### [Exercise instructions]
An exact reproduction of all the entries below is required.

Available data section start

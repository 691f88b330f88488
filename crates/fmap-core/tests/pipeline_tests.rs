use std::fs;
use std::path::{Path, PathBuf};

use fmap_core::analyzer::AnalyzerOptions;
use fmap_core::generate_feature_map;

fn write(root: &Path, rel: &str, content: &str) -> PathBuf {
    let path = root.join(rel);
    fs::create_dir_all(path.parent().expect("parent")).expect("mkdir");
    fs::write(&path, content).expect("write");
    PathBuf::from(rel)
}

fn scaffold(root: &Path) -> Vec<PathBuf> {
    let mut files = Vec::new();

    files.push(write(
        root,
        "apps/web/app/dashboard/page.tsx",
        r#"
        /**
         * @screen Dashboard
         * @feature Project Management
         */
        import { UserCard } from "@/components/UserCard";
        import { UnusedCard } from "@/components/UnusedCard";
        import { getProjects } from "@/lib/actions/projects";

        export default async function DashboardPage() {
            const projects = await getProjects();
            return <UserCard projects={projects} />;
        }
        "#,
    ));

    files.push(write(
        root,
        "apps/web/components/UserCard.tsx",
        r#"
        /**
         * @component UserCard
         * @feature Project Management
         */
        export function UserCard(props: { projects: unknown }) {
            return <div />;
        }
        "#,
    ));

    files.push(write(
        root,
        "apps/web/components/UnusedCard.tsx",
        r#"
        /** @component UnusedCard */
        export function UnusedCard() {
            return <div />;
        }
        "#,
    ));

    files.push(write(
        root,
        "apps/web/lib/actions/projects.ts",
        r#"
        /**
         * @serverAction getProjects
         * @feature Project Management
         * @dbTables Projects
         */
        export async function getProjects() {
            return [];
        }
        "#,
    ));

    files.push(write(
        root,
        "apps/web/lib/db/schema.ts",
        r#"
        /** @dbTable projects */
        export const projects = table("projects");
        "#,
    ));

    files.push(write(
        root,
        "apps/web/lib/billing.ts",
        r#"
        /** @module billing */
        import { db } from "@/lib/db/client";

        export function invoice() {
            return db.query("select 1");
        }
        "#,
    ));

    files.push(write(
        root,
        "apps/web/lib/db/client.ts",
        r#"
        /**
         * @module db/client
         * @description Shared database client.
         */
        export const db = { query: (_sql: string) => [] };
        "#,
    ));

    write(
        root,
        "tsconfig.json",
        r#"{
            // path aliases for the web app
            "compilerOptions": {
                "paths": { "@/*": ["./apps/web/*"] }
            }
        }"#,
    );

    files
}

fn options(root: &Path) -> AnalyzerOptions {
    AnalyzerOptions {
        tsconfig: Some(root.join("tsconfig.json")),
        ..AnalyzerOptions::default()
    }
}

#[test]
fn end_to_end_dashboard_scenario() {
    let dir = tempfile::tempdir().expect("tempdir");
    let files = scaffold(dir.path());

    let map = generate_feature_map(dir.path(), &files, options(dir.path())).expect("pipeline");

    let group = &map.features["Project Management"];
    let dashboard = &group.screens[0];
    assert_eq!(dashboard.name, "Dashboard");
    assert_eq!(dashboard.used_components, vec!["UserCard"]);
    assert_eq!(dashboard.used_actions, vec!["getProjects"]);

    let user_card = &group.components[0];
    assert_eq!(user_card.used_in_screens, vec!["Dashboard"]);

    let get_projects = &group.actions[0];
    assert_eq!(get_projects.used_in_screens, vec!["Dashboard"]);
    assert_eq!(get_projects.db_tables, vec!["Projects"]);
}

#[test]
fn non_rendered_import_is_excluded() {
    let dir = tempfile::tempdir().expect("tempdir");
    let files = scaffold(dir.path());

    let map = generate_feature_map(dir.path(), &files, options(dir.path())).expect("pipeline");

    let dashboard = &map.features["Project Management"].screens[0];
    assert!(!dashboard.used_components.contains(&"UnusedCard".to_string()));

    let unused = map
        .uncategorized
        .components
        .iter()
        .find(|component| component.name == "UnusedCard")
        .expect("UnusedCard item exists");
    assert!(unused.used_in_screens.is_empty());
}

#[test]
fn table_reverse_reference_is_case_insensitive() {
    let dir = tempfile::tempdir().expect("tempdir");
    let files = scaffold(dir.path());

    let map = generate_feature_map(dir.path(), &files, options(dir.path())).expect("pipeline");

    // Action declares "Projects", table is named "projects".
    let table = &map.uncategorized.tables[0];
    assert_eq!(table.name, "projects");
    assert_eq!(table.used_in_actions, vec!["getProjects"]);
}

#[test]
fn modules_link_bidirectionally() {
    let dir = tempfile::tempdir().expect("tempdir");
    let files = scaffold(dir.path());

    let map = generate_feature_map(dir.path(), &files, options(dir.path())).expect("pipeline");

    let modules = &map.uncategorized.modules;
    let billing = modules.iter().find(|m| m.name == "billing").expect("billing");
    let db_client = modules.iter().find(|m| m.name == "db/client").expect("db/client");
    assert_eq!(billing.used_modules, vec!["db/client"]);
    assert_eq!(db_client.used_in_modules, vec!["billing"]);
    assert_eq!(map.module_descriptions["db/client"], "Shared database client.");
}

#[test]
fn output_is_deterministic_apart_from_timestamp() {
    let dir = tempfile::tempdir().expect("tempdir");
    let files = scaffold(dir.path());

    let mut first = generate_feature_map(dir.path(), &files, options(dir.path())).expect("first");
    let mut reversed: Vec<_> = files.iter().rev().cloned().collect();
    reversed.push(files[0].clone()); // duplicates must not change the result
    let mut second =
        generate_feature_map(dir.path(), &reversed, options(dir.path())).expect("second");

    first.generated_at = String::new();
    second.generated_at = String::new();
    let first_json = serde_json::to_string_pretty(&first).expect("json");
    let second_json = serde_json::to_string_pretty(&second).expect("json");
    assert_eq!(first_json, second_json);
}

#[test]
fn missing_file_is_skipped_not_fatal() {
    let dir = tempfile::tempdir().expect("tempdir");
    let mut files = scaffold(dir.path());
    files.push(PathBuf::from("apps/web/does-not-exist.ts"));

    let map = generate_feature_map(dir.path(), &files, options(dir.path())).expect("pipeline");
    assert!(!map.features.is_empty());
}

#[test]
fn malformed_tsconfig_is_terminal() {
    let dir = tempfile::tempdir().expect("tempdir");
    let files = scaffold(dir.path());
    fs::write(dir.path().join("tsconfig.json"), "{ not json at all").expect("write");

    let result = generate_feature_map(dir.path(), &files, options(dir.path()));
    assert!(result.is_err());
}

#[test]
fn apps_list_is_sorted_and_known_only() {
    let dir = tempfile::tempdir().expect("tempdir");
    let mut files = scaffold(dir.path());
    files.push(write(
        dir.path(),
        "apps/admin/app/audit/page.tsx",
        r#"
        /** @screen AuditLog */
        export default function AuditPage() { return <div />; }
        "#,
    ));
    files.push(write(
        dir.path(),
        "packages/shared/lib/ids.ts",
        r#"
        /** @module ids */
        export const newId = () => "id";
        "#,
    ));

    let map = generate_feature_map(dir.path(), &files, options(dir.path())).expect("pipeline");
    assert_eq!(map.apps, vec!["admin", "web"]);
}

Available data section end

### [Answer for this exercise]
repository 691f88b330f88488
filename crates/fmap-core/tests/pipeline_tests.rs
use std::fs;
use std::path::{Path, PathBuf};

use fmap_core::analyzer::AnalyzerOptions;
use fmap_core::generate_feature_map;

fn write(root: &Path, rel: &str, content: &str) -> PathBuf {
    let path = root.join(rel);
    fs::create_dir_all(path.parent().expect("parent")).expect("mkdir");
    fs::write(&path, content).expect("write");
    PathBuf::from(rel)
}

fn scaffold(root: &Path) -> Vec<PathBuf> {
    let mut files = Vec::new();

    files.push(write(
        root,
        "apps/web/app/dashboard/page.tsx",
        r#"
        /**
         * @screen Dashboard
         * @feature Project Management
         */
        import { UserCard } from "@/components/UserCard";
        import { UnusedCard } from "@/components/UnusedCard";
        import { getProjects } from "@/lib/actions/projects";

        export default async function DashboardPage() {
            const projects = await getProjects();
            return <UserCard projects={projects} />;
        }
        "#,
    ));

    files.push(write(
        root,
        "apps/web/components/UserCard.tsx",
        r#"
        /**
         * @component UserCard
         * @feature Project Management
         */
        export function UserCard(props: { projects: unknown }) {
            return <div />;
        }
        "#,
    ));

    files.push(write(
        root,
        "apps/web/components/UnusedCard.tsx",
        r#"
        /** @component UnusedCard */
        export function UnusedCard() {
            return <div />;
        }
        "#,
    ));

    files.push(write(
        root,
        "apps/web/lib/actions/projects.ts",
        r#"
        /**
         * @serverAction getProjects
         * @feature Project Management
         * @dbTables Projects
         */
        export async function getProjects() {
            return [];
        }
        "#,
    ));

    files.push(write(
        root,
        "apps/web/lib/db/schema.ts",
        r#"
        /** @dbTable projects */
        export const projects = table("projects");
        "#,
    ));

    files.push(write(
        root,
        "apps/web/lib/billing.ts",
        r#"
        /** @module billing */
        import { db } from "@/lib/db/client";

        export function invoice() {
            return db.query("select 1");
        }
        "#,
    ));

    files.push(write(
        root,
        "apps/web/lib/db/client.ts",
        r#"
        /**
         * @module db/client
         * @description Shared database client.
         */
        export const db = { query: (_sql: string) => [] };
        "#,
    ));

    write(
        root,
        "tsconfig.json",
        r#"{
            // path aliases for the web app
            "compilerOptions": {
                "paths": { "@/*": ["./apps/web/*"] }
            }
        }"#,
    );

    files
}

fn options(root: &Path) -> AnalyzerOptions {
    AnalyzerOptions {
        tsconfig: Some(root.join("tsconfig.json")),
        ..AnalyzerOptions::default()
    }
}

#[test]
fn end_to_end_dashboard_scenario() {
    let dir = tempfile::tempdir().expect("tempdir");
    let files = scaffold(dir.path());

    let map = generate_feature_map(dir.path(), &files, options(dir.path())).expect("pipeline");

    let group = &map.features["Project Management"];
    let dashboard = &group.screens[0];
    assert_eq!(dashboard.name, "Dashboard");
    assert_eq!(dashboard.used_components, vec!["UserCard"]);
    assert_eq!(dashboard.used_actions, vec!["getProjects"]);

    let user_card = &group.components[0];
    assert_eq!(user_card.used_in_screens, vec!["Dashboard"]);

    let get_projects = &group.actions[0];
    assert_eq!(get_projects.used_in_screens, vec!["Dashboard"]);
    assert_eq!(get_projects.db_tables, vec!["Projects"]);
}

#[test]
fn non_rendered_import_is_excluded() {
    let dir = tempfile::tempdir().expect("tempdir");
    let files = scaffold(dir.path());

    let map = generate_feature_map(dir.path(), &files, options(dir.path())).expect("pipeline");

    let dashboard = &map.features["Project Management"].screens[0];
    assert!(!dashboard.used_components.contains(&"UnusedCard".to_string()));

    let unused = map
        .uncategorized
        .components
        .iter()
        .find(|component| component.name == "UnusedCard")
        .expect("UnusedCard item exists");
    assert!(unused.used_in_screens.is_empty());
}

#[test]
fn table_reverse_reference_is_case_insensitive() {
    let dir = tempfile::tempdir().expect("tempdir");
    let files = scaffold(dir.path());

    let map = generate_feature_map(dir.path(), &files, options(dir.path())).expect("pipeline");

    // Action declares "Projects", table is named "projects".
    let table = &map.uncategorized.tables[0];
    assert_eq!(table.name, "projects");
    assert_eq!(table.used_in_actions, vec!["getProjects"]);
}

#[test]
fn modules_link_bidirectionally() {
    let dir = tempfile::tempdir().expect("tempdir");
    let files = scaffold(dir.path());

    let map = generate_feature_map(dir.path(), &files, options(dir.path())).expect("pipeline");

    let modules = &map.uncategorized.modules;
    let billing = modules.iter().find(|m| m.name == "billing").expect("billing");
    let db_client = modules.iter().find(|m| m.name == "db/client").expect("db/client");
    assert_eq!(billing.used_modules, vec!["db/client"]);
    assert_eq!(db_client.used_in_modules, vec!["billing"]);
    assert_eq!(map.module_descriptions["db/client"], "Shared database client.");
}

#[test]
fn output_is_deterministic_apart_from_timestamp() {
    let dir = tempfile::tempdir().expect("tempdir");
    let files = scaffold(dir.path());

    let mut first = generate_feature_map(dir.path(), &files, options(dir.path())).expect("first");
    let mut reversed: Vec<_> = files.iter().rev().cloned().collect();
    reversed.push(files[0].clone()); // duplicates must not change the result
    let mut second =
        generate_feature_map(dir.path(), &reversed, options(dir.path())).expect("second");

    first.generated_at = String::new();
    second.generated_at = String::new();
    let first_json = serde_json::to_string_pretty(&first).expect("json");
    let second_json = serde_json::to_string_pretty(&second).expect("json");
    assert_eq!(first_json, second_json);
}

#[test]
fn missing_file_is_skipped_not_fatal() {
    let dir = tempfile::tempdir().expect("tempdir");
    let mut files = scaffold(dir.path());
    files.push(PathBuf::from("apps/web/does-not-exist.ts"));

    let map = generate_feature_map(dir.path(), &files, options(dir.path())).expect("pipeline");
    assert!(!map.features.is_empty());
}

#[test]
fn malformed_tsconfig_is_terminal() {
    let dir = tempfile::tempdir().expect("tempdir");
    let files = scaffold(dir.path());
    fs::write(dir.path().join("tsconfig.json"), "{ not json at all").expect("write");

    let result = generate_feature_map(dir.path(), &files, options(dir.path()));
    assert!(result.is_err());
}

#[test]
fn apps_list_is_sorted_and_known_only() {
    let dir = tempfile::tempdir().expect("tempdir");
    let mut files = scaffold(dir.path());
    files.push(write(
        dir.path(),
        "apps/admin/app/audit/page.tsx",
        r#"
        /** @screen AuditLog */
        export default function AuditPage() { return <div />; }
        "#,
    ));
    files.push(write(
        dir.path(),
        "packages/shared/lib/ids.ts",
        r#"
        /** @module ids */
        export const newId = () => "id";
        "#,
    ));

    let map = generate_feature_map(dir.path(), &files, options(dir.path())).expect("pipeline");
    assert_eq!(map.apps, vec!["admin", "web"]);
}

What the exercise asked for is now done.